_Task brief_:
All that should be output is the block of lines below from the line with "for import operations." to the line with "is modeled as", both included, exactly as written.

_Extracted material_:
□ □ □

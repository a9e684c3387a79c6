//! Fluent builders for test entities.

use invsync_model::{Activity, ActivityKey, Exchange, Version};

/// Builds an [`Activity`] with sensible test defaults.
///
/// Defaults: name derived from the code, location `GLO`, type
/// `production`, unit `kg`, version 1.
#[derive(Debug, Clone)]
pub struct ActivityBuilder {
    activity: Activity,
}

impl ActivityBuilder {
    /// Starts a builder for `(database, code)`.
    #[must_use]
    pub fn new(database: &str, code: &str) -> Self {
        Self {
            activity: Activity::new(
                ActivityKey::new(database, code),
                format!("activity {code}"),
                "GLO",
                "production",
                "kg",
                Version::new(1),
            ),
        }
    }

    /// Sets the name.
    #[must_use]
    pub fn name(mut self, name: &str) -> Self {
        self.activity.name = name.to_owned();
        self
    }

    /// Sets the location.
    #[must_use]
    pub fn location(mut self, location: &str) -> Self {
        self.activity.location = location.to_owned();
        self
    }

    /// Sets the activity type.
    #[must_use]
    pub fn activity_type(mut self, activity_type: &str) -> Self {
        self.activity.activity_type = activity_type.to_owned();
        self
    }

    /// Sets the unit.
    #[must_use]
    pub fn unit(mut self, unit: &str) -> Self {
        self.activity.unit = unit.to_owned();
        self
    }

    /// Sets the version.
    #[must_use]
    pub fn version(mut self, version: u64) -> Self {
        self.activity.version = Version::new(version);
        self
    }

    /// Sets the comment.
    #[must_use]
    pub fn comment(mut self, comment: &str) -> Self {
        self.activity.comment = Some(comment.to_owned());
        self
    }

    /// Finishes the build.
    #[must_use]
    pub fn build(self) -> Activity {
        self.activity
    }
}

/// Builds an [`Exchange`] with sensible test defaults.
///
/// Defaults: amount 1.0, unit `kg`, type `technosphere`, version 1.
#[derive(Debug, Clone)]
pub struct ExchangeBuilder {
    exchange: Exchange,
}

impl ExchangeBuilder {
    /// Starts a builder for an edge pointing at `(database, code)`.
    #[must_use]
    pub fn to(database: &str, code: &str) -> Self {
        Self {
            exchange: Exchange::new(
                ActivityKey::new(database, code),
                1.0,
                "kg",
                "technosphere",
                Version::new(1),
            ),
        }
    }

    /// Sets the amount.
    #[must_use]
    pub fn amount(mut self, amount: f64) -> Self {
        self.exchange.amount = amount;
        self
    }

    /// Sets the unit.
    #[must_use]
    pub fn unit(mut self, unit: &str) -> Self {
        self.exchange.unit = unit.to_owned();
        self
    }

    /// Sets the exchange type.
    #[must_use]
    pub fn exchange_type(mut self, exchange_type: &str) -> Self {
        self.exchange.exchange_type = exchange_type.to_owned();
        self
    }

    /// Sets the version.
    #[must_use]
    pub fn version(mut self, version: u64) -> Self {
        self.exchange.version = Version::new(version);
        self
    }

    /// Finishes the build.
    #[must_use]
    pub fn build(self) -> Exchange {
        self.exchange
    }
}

□ □ □

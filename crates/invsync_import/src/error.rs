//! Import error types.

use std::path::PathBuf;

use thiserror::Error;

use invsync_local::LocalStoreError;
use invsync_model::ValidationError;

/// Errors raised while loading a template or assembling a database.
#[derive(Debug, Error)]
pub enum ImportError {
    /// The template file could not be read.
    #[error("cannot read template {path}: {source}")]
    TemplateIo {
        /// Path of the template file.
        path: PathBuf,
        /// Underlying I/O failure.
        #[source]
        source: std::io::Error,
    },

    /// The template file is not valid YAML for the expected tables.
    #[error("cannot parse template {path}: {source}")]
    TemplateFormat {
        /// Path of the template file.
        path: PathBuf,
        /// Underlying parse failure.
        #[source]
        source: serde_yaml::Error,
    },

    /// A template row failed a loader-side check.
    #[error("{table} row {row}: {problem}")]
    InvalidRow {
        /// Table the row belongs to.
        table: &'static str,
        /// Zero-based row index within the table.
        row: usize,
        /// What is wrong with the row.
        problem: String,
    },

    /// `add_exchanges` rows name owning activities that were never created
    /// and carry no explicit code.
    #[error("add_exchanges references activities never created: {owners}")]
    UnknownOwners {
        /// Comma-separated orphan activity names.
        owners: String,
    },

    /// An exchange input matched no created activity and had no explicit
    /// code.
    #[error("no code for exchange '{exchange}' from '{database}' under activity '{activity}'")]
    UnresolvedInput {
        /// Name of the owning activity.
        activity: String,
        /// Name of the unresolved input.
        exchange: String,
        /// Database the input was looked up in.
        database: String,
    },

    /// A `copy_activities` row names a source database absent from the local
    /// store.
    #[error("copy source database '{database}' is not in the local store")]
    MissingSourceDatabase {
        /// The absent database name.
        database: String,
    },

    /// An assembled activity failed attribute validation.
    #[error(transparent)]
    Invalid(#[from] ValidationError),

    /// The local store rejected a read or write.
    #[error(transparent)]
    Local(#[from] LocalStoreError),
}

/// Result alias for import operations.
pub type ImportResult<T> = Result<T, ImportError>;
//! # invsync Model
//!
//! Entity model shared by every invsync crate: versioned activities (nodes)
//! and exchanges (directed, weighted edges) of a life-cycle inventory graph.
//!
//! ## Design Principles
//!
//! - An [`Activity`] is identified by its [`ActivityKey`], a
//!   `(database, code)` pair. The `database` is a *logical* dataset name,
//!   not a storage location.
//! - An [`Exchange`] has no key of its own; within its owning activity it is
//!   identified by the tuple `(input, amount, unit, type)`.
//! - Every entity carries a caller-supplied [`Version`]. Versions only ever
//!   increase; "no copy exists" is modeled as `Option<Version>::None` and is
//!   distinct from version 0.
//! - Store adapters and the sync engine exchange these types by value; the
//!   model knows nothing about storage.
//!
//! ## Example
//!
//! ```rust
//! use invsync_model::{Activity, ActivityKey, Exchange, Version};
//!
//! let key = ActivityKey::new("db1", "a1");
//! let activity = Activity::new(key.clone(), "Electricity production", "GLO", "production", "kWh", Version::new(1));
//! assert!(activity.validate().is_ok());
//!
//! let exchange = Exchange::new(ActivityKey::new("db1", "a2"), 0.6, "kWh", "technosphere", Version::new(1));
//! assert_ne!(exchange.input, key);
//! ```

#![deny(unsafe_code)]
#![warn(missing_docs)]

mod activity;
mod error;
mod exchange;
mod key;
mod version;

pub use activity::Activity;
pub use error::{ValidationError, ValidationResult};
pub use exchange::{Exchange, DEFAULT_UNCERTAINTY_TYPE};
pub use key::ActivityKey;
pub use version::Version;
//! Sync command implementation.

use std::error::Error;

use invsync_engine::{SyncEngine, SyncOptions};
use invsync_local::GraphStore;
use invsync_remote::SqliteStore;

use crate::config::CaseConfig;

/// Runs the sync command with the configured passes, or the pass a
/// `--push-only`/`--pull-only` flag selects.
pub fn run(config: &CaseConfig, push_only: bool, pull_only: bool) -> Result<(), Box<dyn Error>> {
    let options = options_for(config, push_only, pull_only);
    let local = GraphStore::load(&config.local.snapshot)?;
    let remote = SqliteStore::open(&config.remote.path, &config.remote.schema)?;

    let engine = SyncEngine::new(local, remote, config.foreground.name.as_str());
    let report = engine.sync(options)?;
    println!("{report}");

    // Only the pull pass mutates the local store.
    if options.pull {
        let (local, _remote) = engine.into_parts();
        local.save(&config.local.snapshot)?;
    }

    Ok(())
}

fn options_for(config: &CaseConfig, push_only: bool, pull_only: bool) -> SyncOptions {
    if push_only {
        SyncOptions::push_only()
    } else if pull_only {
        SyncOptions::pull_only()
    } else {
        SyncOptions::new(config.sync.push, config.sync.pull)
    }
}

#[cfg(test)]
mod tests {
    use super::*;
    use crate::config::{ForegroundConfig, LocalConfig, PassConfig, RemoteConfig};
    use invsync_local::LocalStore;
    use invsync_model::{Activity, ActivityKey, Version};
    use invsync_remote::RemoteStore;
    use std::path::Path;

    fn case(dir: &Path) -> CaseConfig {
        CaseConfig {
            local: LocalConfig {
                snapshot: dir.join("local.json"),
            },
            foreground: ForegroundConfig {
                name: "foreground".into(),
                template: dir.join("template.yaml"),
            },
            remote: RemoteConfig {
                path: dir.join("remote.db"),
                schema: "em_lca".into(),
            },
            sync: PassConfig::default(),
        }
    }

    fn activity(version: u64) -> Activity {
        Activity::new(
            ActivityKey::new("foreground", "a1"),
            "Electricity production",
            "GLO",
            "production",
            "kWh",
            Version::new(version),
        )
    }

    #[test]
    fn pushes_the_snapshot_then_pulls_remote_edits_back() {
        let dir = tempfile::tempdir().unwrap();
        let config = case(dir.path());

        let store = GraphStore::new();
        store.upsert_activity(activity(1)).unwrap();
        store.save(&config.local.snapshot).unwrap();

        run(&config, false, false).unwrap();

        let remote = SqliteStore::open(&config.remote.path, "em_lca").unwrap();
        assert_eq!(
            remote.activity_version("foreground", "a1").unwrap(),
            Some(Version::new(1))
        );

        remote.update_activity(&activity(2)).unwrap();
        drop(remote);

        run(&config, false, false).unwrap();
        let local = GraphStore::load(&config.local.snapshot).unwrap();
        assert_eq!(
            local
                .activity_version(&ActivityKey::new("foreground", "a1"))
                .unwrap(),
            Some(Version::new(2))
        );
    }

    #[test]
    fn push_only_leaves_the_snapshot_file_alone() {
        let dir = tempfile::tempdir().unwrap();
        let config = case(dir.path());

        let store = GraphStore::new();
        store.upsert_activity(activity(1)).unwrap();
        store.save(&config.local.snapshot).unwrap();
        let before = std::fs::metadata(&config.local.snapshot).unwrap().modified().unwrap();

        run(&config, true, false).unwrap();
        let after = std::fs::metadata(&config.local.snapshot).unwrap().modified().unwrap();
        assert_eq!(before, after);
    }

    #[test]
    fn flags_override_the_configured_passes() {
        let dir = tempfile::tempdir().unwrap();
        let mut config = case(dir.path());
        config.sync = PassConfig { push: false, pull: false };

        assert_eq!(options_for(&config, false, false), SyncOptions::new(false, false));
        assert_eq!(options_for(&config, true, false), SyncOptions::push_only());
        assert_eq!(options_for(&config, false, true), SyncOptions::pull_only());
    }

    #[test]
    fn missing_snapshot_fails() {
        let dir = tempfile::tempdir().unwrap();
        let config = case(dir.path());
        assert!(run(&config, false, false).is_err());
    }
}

□ □ □

_Written solution_:
/// Result alias for import operations.
pub type ImportResult<T> = Result<T, ImportError>;
//! # invsync Model
//!
//! Entity model shared by every invsync crate: versioned activities (nodes)
//! and exchanges (directed, weighted edges) of a life-cycle inventory graph.
//!
//! ## Design Principles
//!
//! - An [`Activity`] is identified by its [`ActivityKey`], a
//!   `(database, code)` pair. The `database` is a *logical* dataset name,
//!   not a storage location.
//! - An [`Exchange`] has no key of its own; within its owning activity it is
//!   identified by the tuple `(input, amount, unit, type)`.
//! - Every entity carries a caller-supplied [`Version`]. Versions only ever
//!   increase; "no copy exists" is modeled as `Option<Version>::None` and is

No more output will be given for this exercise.